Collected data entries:
⟨
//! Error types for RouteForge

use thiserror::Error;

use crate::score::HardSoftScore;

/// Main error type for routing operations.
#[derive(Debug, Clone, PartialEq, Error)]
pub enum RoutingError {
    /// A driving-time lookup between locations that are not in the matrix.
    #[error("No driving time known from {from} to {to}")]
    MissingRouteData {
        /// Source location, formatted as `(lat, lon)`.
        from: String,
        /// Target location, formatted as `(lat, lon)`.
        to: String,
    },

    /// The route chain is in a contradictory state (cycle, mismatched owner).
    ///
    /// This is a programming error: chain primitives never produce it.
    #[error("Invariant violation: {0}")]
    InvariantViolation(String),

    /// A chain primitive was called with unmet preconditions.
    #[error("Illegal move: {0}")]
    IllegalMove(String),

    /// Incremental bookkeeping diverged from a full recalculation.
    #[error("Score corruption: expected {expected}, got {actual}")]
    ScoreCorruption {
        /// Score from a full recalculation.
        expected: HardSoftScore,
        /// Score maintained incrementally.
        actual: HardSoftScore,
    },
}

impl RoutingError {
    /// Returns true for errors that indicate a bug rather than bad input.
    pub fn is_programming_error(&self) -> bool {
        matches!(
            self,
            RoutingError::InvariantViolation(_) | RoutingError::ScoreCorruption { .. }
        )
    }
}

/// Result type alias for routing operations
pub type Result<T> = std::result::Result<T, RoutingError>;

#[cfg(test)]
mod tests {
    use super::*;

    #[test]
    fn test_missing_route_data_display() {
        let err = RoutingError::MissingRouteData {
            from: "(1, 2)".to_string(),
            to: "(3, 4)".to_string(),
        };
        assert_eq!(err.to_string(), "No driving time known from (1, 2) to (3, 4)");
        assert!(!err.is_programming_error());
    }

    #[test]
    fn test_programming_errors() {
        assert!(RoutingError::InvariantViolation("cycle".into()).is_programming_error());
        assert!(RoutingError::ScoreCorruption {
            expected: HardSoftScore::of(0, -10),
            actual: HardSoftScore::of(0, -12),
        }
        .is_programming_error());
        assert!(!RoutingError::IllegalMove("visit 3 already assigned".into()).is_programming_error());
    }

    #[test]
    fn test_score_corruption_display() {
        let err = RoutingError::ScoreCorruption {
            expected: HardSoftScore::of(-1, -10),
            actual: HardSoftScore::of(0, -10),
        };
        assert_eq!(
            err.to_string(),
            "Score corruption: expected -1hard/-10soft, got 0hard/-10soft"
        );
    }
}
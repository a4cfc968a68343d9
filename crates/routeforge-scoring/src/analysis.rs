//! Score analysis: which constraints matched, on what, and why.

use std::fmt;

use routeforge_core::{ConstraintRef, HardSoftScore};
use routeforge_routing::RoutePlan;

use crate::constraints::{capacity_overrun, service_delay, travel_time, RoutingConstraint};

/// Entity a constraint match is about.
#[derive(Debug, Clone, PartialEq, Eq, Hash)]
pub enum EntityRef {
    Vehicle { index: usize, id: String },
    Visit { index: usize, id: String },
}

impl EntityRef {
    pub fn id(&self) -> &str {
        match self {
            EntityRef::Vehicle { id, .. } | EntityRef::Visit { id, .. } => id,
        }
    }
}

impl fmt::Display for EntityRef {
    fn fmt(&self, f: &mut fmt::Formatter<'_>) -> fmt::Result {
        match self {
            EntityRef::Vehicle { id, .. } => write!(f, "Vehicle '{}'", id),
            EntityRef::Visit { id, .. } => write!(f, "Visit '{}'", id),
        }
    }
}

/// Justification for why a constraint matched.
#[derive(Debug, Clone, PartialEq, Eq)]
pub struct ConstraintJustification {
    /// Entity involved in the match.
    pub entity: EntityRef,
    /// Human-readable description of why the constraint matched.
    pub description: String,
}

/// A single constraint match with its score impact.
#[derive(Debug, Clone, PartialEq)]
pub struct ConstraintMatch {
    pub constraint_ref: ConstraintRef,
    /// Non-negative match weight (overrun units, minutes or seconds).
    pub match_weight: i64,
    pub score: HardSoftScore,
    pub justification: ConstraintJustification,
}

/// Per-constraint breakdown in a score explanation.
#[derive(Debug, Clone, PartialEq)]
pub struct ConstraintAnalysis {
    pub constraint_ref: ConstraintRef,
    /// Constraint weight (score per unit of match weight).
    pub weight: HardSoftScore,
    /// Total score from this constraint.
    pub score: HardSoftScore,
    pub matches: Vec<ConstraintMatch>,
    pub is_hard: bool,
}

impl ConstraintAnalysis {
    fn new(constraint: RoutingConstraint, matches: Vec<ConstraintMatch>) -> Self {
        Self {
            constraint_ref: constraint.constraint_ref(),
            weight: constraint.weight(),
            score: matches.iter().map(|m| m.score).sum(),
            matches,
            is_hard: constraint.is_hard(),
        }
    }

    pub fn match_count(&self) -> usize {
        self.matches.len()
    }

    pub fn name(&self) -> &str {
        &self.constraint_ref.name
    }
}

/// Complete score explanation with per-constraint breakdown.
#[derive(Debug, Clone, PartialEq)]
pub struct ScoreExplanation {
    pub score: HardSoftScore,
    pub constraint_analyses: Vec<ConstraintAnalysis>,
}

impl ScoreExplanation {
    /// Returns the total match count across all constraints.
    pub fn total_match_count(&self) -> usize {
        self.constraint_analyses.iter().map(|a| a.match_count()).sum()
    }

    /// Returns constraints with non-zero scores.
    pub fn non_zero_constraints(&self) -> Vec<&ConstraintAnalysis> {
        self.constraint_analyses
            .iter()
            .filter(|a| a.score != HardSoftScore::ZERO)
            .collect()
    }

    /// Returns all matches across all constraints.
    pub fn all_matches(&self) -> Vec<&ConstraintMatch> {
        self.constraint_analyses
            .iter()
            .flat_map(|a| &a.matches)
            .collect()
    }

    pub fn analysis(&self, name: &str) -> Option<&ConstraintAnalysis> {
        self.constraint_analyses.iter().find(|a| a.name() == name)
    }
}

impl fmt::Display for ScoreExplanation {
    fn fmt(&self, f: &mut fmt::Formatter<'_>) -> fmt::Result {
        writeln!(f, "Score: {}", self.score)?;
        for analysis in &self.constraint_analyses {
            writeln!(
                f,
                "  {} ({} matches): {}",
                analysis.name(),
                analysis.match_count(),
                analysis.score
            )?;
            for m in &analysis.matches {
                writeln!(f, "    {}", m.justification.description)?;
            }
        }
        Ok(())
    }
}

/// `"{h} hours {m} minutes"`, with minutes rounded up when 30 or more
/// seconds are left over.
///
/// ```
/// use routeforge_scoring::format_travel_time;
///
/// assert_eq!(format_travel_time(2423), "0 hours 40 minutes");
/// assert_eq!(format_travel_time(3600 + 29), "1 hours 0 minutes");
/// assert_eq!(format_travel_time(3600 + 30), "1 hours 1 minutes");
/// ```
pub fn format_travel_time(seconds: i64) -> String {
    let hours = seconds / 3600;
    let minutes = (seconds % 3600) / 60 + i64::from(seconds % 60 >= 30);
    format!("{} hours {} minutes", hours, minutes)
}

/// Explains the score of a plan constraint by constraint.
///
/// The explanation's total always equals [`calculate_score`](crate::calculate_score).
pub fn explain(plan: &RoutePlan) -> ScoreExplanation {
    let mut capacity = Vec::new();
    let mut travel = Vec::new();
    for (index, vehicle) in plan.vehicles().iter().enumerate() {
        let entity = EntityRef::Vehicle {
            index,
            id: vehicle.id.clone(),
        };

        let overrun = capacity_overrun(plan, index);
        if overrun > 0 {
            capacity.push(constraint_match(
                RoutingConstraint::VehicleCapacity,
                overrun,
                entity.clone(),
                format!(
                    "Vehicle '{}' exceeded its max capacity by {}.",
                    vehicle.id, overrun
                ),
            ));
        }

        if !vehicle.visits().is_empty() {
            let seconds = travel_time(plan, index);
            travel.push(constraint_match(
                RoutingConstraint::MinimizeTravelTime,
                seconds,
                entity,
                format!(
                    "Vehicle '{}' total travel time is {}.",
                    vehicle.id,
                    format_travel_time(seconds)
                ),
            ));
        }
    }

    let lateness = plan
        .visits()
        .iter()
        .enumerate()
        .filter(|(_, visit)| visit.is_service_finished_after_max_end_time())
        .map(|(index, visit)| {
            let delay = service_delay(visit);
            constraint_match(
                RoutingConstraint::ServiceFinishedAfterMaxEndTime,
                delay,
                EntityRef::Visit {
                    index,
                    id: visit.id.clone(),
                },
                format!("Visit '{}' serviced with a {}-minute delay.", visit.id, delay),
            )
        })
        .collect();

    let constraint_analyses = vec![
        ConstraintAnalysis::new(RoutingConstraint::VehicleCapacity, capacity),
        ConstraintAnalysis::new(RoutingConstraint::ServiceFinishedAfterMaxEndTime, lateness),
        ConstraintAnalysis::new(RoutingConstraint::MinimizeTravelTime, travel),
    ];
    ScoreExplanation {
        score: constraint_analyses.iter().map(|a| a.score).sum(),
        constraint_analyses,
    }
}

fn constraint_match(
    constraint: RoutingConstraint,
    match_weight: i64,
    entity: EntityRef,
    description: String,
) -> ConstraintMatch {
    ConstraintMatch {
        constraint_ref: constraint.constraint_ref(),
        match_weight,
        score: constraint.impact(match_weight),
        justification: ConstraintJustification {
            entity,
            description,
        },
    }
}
⟩
Determine the number of lines in the preceding data that contain the word "filter". Reply with that number only.

# Written reply
2